Ordering Information
| Product Name | Catalog # | UNIT | Price | Qty | FAVORITES | |
Bcl-6 CRISPR Activation Plasmid (h2) | sc-400265-ACT-2 | 20 µg | $397.00 |
Human BCL6 encodes the Bcl-6 transcriptional repressor, a BTB/POZ zinc-finger protein that regulates germinal center B-cell differentiation, proliferation, and survival by recruiting corepressor complexes (e.g., SMRT/NCoR, BCOR) to silence target genes. Bcl-6 integrates signals from B-cell receptor and cytokine pathways to modulate programs controlling DNA damage responses, apoptosis, and cell-cycle checkpoints, thereby shaping antibody affinity maturation. Dysregulated BCL6 expression or activity is strongly associated with germinal center–derived lymphoid malignancies and altered immune regulation, making it a key node in studies of oncogenic transcriptional networks. Gene editing of BCL6 is widely used to dissect transcriptional circuitry, map enhancer–promoter dependencies, and evaluate functional consequences of regulatory variants in immune and cancer model systems.
Bcl-6 CRISPR Activation Plasmid (h2) provides a targeted, non-destructive approach to upregulating endogenous BCL6 expression without altering the underlying DNA sequence.
Bcl-6 CRISPR Activation Plasmid (h2) is a three-plasmid synergistic activation mediator (SAM) system engineered for highly efficient, site-specific transcriptional upregulation of the BCL6 locus in human cell lines. The system is built around a catalytically inactive Cas9 (dCas9) carrying two inactivating mutations (D10A and N863A) that eliminate nuclease activity while preserving DNA binding. This dCas9 is fused to VP64, a potent transcriptional activator, and is co-expressed with a blasticidin resistance gene for selection. The second plasmid encodes the MS2-p65-HSF1 fusion protein, a secondary activator complex that works in concert with dCas9-VP64, alongside a hygromycin resistance gene. The third plasmid encodes a target-specific 20 nt sgRNA fused to two MS2 RNA aptamers that recruit the MS2-p65-HSF1 complex to the activation site, accompanied by a puromycin resistance gene. The three plasmids are delivered at a 1:1:1 mass ratio for balanced expression of all system components.
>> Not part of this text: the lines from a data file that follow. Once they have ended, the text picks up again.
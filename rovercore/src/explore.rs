//! Reactive exploration state machine.
//!
//! The robot advances in short forward steps, sidesteps obstacles with a
//! randomized turn-and-rotate maneuver, periodically retreats diagonally to
//! break out of patterns that make no progress, and returns to its charging
//! dock once the battery runs low. Every movement is followed by an odometry
//! update so the pose estimate stays current.

use std::sync::{
    atomic::{AtomicBool, Ordering},
    Arc,
};
use std::thread;

use serde::{Deserialize, Serialize};
use tracing::{debug, info, trace, warn};
use typed_builder::TypedBuilder;

use crate::{
    config::{ExplorationConfig, RoverConfig, TrackingConfig},
    error::{ExploreError, Result},
    estimate::Pose,
    odometry::{Odometer, Position},
    robot::{DriveDirection, RandomSampler, Robot, RotateDirection, UniformSampler},
};

/// State of the exploration process.
#[derive(Clone, Copy, Debug, Default, PartialEq, Eq, Serialize, Deserialize)]
pub enum ExplorationState {
    /// Advancing step by step
    #[default]
    Exploring,
    /// Obstacle ahead, maneuver pending
    AvoidingObstacle,
    /// Battery low, heading for the dock
    ReturningToDock,
    /// Docked and charging
    Charging,
    /// Finished, either aborted or docked
    Stopped,
}

/// Exploration controller driven one [`Explorer::tick`] at a time.
#[derive(TypedBuilder)]
pub struct Explorer<R, S> {
    robot: R,
    sampler: S,
    #[builder(default)]
    config: ExplorationConfig,
    #[builder(default = TrackingConfig::default().odometer())]
    odometer: Odometer,
    #[builder(default = Arc::new(AtomicBool::new(false)))]
    abort: Arc<AtomicBool>,
    #[builder(default, setter(skip))]
    state: ExplorationState,
    #[builder(default, setter(skip))]
    backoff: u32,
    #[builder(default, setter(skip))]
    dock_requested: bool,
}

impl<R: Robot> Explorer<R, RandomSampler> {
    /// Builds an explorer whose random source is seeded from `config`.
    pub fn from_config(robot: R, config: &RoverConfig) -> Self {
        let sampler = match config.exploration.seed {
            Some(seed) => RandomSampler::seeded(seed),
            None => RandomSampler::from_entropy(),
        };
        Explorer::builder()
            .robot(robot)
            .sampler(sampler)
            .config(config.exploration.clone())
            .odometer(config.tracking.odometer())
            .build()
    }
}

impl<R: Robot, S: UniformSampler> Explorer<R, S> {
    /// Checks the link and powers the IR sensor. Both failures are fatal.
    pub fn prepare(&mut self) -> Result<()> {
        if !self.robot.is_connected() {
            return Err(ExploreError::NotConnected);
        }
        self.robot.set_headlight(false)?;
        if !self.robot.set_ir_power(true)? {
            return Err(ExploreError::IrActivation);
        }
        info!("robot ready, starting exploration");
        Ok(())
    }

    /// Ticks until [`ExplorationState::Stopped`], pausing between ticks.
    pub fn run(&mut self) -> Result<()> {
        self.prepare()?;
        let interval = self.config.poll_interval();
        while self.tick()? != ExplorationState::Stopped {
            thread::sleep(interval);
        }
        Ok(())
    }

    /// Runs one decision cycle and returns the state it leads to.
    pub fn tick(&mut self) -> Result<ExplorationState> {
        use ExplorationState::*;

        let next = match self.state {
            Exploring => self.explore_step()?,
            AvoidingObstacle => {
                self.avoid_obstacle()?;
                Exploring
            }
            ReturningToDock => self.dock_step()?,
            Charging => {
                info!("charging at dock, exploration finished");
                Stopped
            }
            Stopped => Stopped,
        };

        if next != self.state {
            info!(from = ?self.state, to = ?next, "state transition");
        }
        self.state = next;
        Ok(next)
    }

    fn explore_step(&mut self) -> Result<ExplorationState> {
        if self.robot.is_obstacle_detected()? {
            return Ok(ExplorationState::AvoidingObstacle);
        }

        let battery = self.robot.battery_level()?;
        if battery < self.config.low_battery_threshold {
            warn!(battery, "battery low, returning to dock");
            return Ok(ExplorationState::ReturningToDock);
        }

        self.drive_and_track(DriveDirection::Forward, self.config.advance_speed)?;
        self.backoff += 1;
        if self.backoff >= self.config.backoff_threshold {
            self.back_off()?;
        }

        if let Ok(strength) = self.robot.wifi_signal_strength() {
            trace!(strength, "wifi signal");
        }

        if self.abort.load(Ordering::SeqCst) {
            info!("abort requested");
            return Ok(ExplorationState::Stopped);
        }
        Ok(ExplorationState::Exploring)
    }

    // Retreat along one randomly chosen backward diagonal.
    fn back_off(&mut self) -> Result<()> {
        let direction = self
            .sampler
            .choose(DriveDirection::BackwardLeft, DriveDirection::BackwardRight);
        debug!(?direction, advances = self.backoff, "anti-stall retreat");
        let speed = self.config.backoff_speed;
        for _ in 0..self.config.backoff_repeat {
            self.drive_and_track(direction, speed)?;
        }
        self.backoff = 0;
        Ok(())
    }

    /// Maneuvers around the obstacle ahead until the IR sensor reports clear.
    ///
    /// Every episode draws a fresh direction, angle and repeat count. Retries
    /// widen the angle range; once the configured number of episodes is spent
    /// the obstacle is reported as [`ExploreError::ObstacleNotCleared`].
    /// Returns the number of episodes executed.
    pub fn avoid_obstacle(&mut self) -> Result<u32> {
        let attempts = self.config.max_avoidance_attempts;
        for attempt in 0..attempts {
            self.avoidance_episode(attempt)?;
            if !self.robot.is_obstacle_detected()? {
                return Ok(attempt + 1);
            }
            debug!(attempt = attempt + 1, "still blocked after avoidance");
        }
        warn!(attempts, "obstacle could not be cleared");
        Err(ExploreError::ObstacleNotCleared { attempts })
    }

    fn avoidance_episode(&mut self, attempt: u32) -> Result<()> {
        let direction = self
            .sampler
            .choose(DriveDirection::TurnLeft, DriveDirection::TurnRight);
        let degrees = self.sampler.sample(
            self.config.min_turn_angle_deg,
            self.config.max_turn_angle(attempt),
        );
        let repeat = self
            .sampler
            .sample(self.config.min_avoid_repeat, self.config.max_avoid_repeat);
        debug!(?direction, degrees, repeat, attempt, "avoidance episode");

        let (avoid_speed, rotate_speed) = (self.config.avoid_speed, self.config.rotate_speed);
        for _ in 0..repeat {
            self.drive_and_track(direction, avoid_speed)?;
        }
        self.robot.rotate(
            RotateDirection::Right,
            ExplorationConfig::turn_angle(degrees),
            rotate_speed,
        )?;
        self.wait()?;
        self.update_pose()
    }

    fn dock_step(&mut self) -> Result<ExplorationState> {
        if !self.dock_requested {
            info!("heading for base station");
            self.robot.return_toward_base()?;
            self.wait()?;
            self.robot.dock()?;
            self.dock_requested = true;
        }
        if self.robot.is_charging()? {
            Ok(ExplorationState::Charging)
        } else {
            Ok(ExplorationState::ReturningToDock)
        }
    }

    fn drive_and_track(&mut self, direction: DriveDirection, speed: u8) -> Result<()> {
        trace!(?direction, speed, "drive");
        self.robot.drive(direction, speed)?;
        self.wait()?;
        self.update_pose()
    }

    fn wait(&mut self) -> Result<()> {
        self.robot
            .wait_until_complete(self.config.drive_timeout())
            .map_err(ExploreError::from)
    }

    fn update_pose(&mut self) -> Result<()> {
        let sample = self.robot.wheel_encoders()?;
        let robot = &mut self.robot;
        if let Some(pose) = self.odometer.update(sample, || robot.forward_kinematics())? {
            trace!(x = pose.x.value, y = pose.y.value, heading = pose.heading.value, "pose");
        }
        Ok(())
    }

    pub fn state(&self) -> ExplorationState {
        self.state
    }

    pub fn pose(&self) -> Pose {
        self.odometer.pose()
    }

    pub fn trail(&self) -> impl Iterator<Item = &Position> + '_ {
        self.odometer.trail()
    }

    /// Forward advances since the last anti-stall retreat.
    pub fn backoff_count(&self) -> u32 {
        self.backoff
    }

    /// Flag that stops exploration after the current forward advance.
    pub fn abort_handle(&self) -> Arc<AtomicBool> {
        Arc::clone(&self.abort)
    }

    pub fn robot(&self) -> &R {
        &self.robot
    }

    pub fn robot_mut(&mut self) -> &mut R {
        &mut self.robot
    }

    pub fn sampler(&self) -> &S {
        &self.sampler
    }
}
// ── Record-to-view conversions ──
//
// Bridges raw controller JSON into the display views in `model`. The
// controller's field set drifts across releases, so every accessor is
// lenient: numbers may arrive as strings, optional fields may vanish.

use serde_json::Value;

use crate::model::{
    Application, Cluster, ConnectPoint, Device, Flow, Host, Link, Port, TopologySummary,
};

// ── Helpers ────────────────────────────────────────────────────────

/// A string field; numbers and booleans are stringified.
fn text(record: &Value, key: &str) -> Option<String> {
    match record.get(key)? {
        Value::String(s) => Some(s.clone()),
        Value::Number(n) => Some(n.to_string()),
        Value::Bool(b) => Some(b.to_string()),
        _ => None,
    }
}

/// A non-negative integer field, accepting numeric strings and floats.
pub(crate) fn unsigned(record: &Value, key: &str) -> Option<u64> {
    match record.get(key)? {
        Value::Number(n) => n.as_u64().or_else(|| {
            n.as_f64()
                .filter(|f| f.is_finite() && *f >= 0.0)
                .map(float_to_u64)
        }),
        Value::String(s) => s.trim().parse().ok(),
        _ => None,
    }
}

fn signed(record: &Value, key: &str) -> Option<i64> {
    match record.get(key)? {
        Value::Number(n) => n.as_i64(),
        Value::String(s) => s.trim().parse().ok(),
        _ => None,
    }
}

fn flag(record: &Value, key: &str) -> Option<bool> {
    match record.get(key)? {
        Value::Bool(b) => Some(*b),
        Value::String(s) => s.parse().ok(),
        _ => None,
    }
}

fn strings(record: &Value, key: &str) -> Vec<String> {
    record
        .get(key)
        .and_then(Value::as_array)
        .map(|items| {
            items
                .iter()
                .filter_map(|v| v.as_str().map(str::to_owned))
                .collect()
        })
        .unwrap_or_default()
}

#[allow(
    clippy::cast_possible_truncation,
    clippy::cast_sign_loss,
    clippy::as_conversions
)]
fn float_to_u64(f: f64) -> u64 {
    // Saturating: values beyond u64::MAX clamp.
    f.floor() as u64
}

fn connect_point(value: &Value) -> Option<ConnectPoint> {
    // Links use `device`, host locations use `elementId`.
    let device = text(value, "device").or_else(|| text(value, "elementId"))?;
    Some(ConnectPoint {
        device,
        port: text(value, "port").unwrap_or_default(),
    })
}

fn missing_point() -> ConnectPoint {
    ConnectPoint {
        device: String::new(),
        port: String::new(),
    }
}

// ── Views ──────────────────────────────────────────────────────────

impl From<&Value> for Device {
    fn from(record: &Value) -> Self {
        let annotations = record.get("annotations").unwrap_or(&Value::Null);
        Self {
            id: text(record, "id").unwrap_or_default(),
            device_type: text(record, "type"),
            available: flag(record, "available").unwrap_or(false),
            role: text(record, "role"),
            manufacturer: text(record, "mfr"),
            hardware: text(record, "hw"),
            software: text(record, "sw"),
            serial: text(record, "serial"),
            driver: text(record, "driver").or_else(|| text(annotations, "driver")),
            chassis_id: text(record, "chassisId"),
        }
    }
}

impl From<&Value> for Port {
    fn from(record: &Value) -> Self {
        let annotations = record.get("annotations").unwrap_or(&Value::Null);
        Self {
            element: text(record, "element"),
            port: text(record, "port").unwrap_or_default(),
            is_enabled: flag(record, "isEnabled").unwrap_or(false),
            port_type: text(record, "type"),
            port_speed: unsigned(record, "portSpeed"),
            name: text(annotations, "portName"),
        }
    }
}

impl From<&Value> for Host {
    fn from(record: &Value) -> Self {
        // Older controllers report a single `location` object.
        let mut locations: Vec<ConnectPoint> = record
            .get("locations")
            .and_then(Value::as_array)
            .map(|items| items.iter().filter_map(connect_point).collect())
            .unwrap_or_default();
        if locations.is_empty() {
            if let Some(point) = record.get("location").and_then(connect_point) {
                locations.push(point);
            }
        }

        Self {
            id: text(record, "id").unwrap_or_default(),
            mac: text(record, "mac"),
            vlan: text(record, "vlan"),
            ip_addresses: strings(record, "ipAddresses"),
            locations,
        }
    }
}

impl From<&Value> for Flow {
    fn from(record: &Value) -> Self {
        Self {
            id: text(record, "id").unwrap_or_default(),
            device_id: text(record, "deviceId"),
            app_id: text(record, "appId"),
            table_id: signed(record, "tableId"),
            priority: signed(record, "priority").unwrap_or(0),
            timeout: signed(record, "timeout").unwrap_or(0),
            is_permanent: flag(record, "isPermanent").unwrap_or(false),
            state: text(record, "state"),
            bytes: flow_bytes(record),
            packets: unsigned(record, "packets").unwrap_or(0),
            life: unsigned(record, "life").unwrap_or(0),
        }
    }
}

impl From<&Value> for Link {
    fn from(record: &Value) -> Self {
        Self {
            src: record
                .get("src")
                .and_then(connect_point)
                .unwrap_or_else(missing_point),
            dst: record
                .get("dst")
                .and_then(connect_point)
                .unwrap_or_else(missing_point),
            link_type: text(record, "type"),
            state: text(record, "state"),
        }
    }
}

impl From<&Value> for TopologySummary {
    fn from(record: &Value) -> Self {
        Self {
            time: unsigned(record, "time"),
            devices: unsigned(record, "devices").unwrap_or(0),
            links: unsigned(record, "links").unwrap_or(0),
            clusters: unsigned(record, "clusters").unwrap_or(0),
        }
    }
}

impl From<&Value> for Cluster {
    fn from(record: &Value) -> Self {
        Self {
            id: signed(record, "id").unwrap_or(0),
            device_count: unsigned(record, "deviceCount").unwrap_or(0),
            link_count: unsigned(record, "linkCount").unwrap_or(0),
            root: text(record, "root"),
        }
    }
}

impl From<&Value> for Application {
    fn from(record: &Value) -> Self {
        Self {
            id: unsigned(record, "id"),
            name: text(record, "name").unwrap_or_default(),
            version: text(record, "version"),
            state: text(record, "state"),
            category: text(record, "category"),
            origin: text(record, "origin"),
        }
    }
}

/// Byte counter of one flow record: `bytes`, falling back to `byteCount`.
///
/// A zero or unusable `bytes` value defers to `byteCount`; neither present
/// counts as zero.
pub fn flow_bytes(record: &Value) -> u64 {
    unsigned(record, "bytes")
        .filter(|b| *b > 0)
        .or_else(|| unsigned(record, "byteCount"))
        .unwrap_or(0)
}

/// Convert every record of a collection into its view.
pub fn views<'a, T>(records: impl IntoIterator<Item = &'a Value>) -> Vec<T>
where
    T: From<&'a Value>,
{
    records.into_iter().map(T::from).collect()
}

#[cfg(test)]
mod tests {
    use pretty_assertions::assert_eq;
    use serde_json::json;

    use super::*;

    #[test]
    fn device_from_controller_record() {
        let record = json!({
            "id": "of:0000000000000001",
            "type": "SWITCH",
            "available": true,
            "role": "MASTER",
            "mfr": "Nicira, Inc.",
            "hw": "Open vSwitch",
            "sw": "2.5.0",
            "serial": "None",
            "chassisId": "1",
            "annotations": { "driver": "ovs" }
        });

        let device = Device::from(&record);
        assert_eq!(device.id, "of:0000000000000001");
        assert_eq!(device.type_label(), "SWITCH");
        assert!(device.available);
        assert_eq!(device.manufacturer.as_deref(), Some("Nicira, Inc."));
        assert_eq!(device.driver.as_deref(), Some("ovs"));
    }

    #[test]
    fn device_from_sparse_record_uses_defaults() {
        let device = Device::from(&json!({ "id": "of:2" }));
        assert!(!device.available);
        assert_eq!(device.type_label(), "SWITCH");
        assert!(device.role.is_none());
    }

    #[test]
    fn host_locations_accept_both_shapes() {
        let modern = Host::from(&json!({
            "id": "00:00:00:00:00:01/None",
            "mac": "00:00:00:00:00:01",
            "vlan": "None",
            "ipAddresses": ["10.0.0.1"],
            "locations": [{ "elementId": "of:0000000000000001", "port": "1" }]
        }));
        assert_eq!(modern.locations.len(), 1);
        assert_eq!(modern.locations[0].to_string(), "of:0000000000000001/1");
        assert_eq!(modern.ip_addresses, vec!["10.0.0.1".to_owned()]);

        let legacy = Host::from(&json!({
            "id": "h2",
            "location": { "elementId": "of:2", "port": "3" }
        }));
        assert_eq!(legacy.locations[0].port, "3");
    }

    #[test]
    fn flow_counters_are_lenient() {
        let flow = Flow::from(&json!({
            "id": "54043195528453770",
            "deviceId": "of:1",
            "priority": 40000,
            "timeout": "0",
            "isPermanent": true,
            "bytes": "4096",
            "packets": 12.0
        }));
        assert_eq!(flow.bytes, 4096);
        assert_eq!(flow.packets, 12);
        assert_eq!(flow.priority, 40000);
        assert!(flow.is_permanent);
    }

    #[test]
    fn flow_bytes_falls_back_to_byte_count() {
        assert_eq!(flow_bytes(&json!({ "bytes": 1024 })), 1024);
        assert_eq!(flow_bytes(&json!({ "byteCount": 512 })), 512);
        assert_eq!(flow_bytes(&json!({ "bytes": 0, "byteCount": 7 })), 7);
        assert_eq!(flow_bytes(&json!({ "bytes": "n/a" })), 0);
        assert_eq!(flow_bytes(&json!({ "bytes": -5 })), 0);
        assert_eq!(flow_bytes(&json!({})), 0);
    }

    #[test]
    fn application_state() {
        let app = Application::from(&json!({
            "name": "org.onosproject.fwd",
            "id": 45,
            "version": "2.7.0",
            "state": "ACTIVE",
            "origin": "ONOS Community"
        }));
        assert_eq!(app.id, Some(45));
        assert!(app.is_active());
        assert!(!Application::from(&json!({ "name": "x", "state": "INSTALLED" })).is_active());
    }

    #[test]
    fn link_endpoints() {
        let link = Link::from(&json!({
            "src": { "port": "2", "device": "of:1" },
            "dst": { "port": "3", "device": "of:2" },
            "type": "DIRECT",
            "state": "ACTIVE"
        }));
        assert_eq!(link.src.to_string(), "of:1/2");
        assert_eq!(link.dst.device, "of:2");
        assert_eq!(link.link_type.as_deref(), Some("DIRECT"));
    }

    #[test]
    fn topology_summary() {
        let summary = TopologySummary::from(&json!({
            "time": 11_041_264_743_456_u64,
            "devices": 4,
            "links": 6,
            "clusters": 1
        }));
        assert_eq!(summary.devices, 4);
        assert_eq!(summary.clusters, 1);
    }
}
Once assembled at the target locus, the SAM complex binds within approximately 200 bp upstream of the BCL6 transcriptional start site, where VP64, p65, and HSF1 act in concert to recruit transcriptional machinery and drive upregulation of endogenous Bcl-6 expression. Unlike nuclease-active Cas9, dCas9 does not introduce double-strand breaks or modify the genomic sequence, preserving the native BCL6 locus and enabling the study of Bcl-6-dependent transcriptional responses at the endogenous locus, making it a valuable tool for functional studies, target gene identification, and the modeling of Bcl-6 pathway restoration in tumor cells with silenced or reduced BCL6 expression.
For Research Use Only. Not Intended for Diagnostic or Therapeutic Use.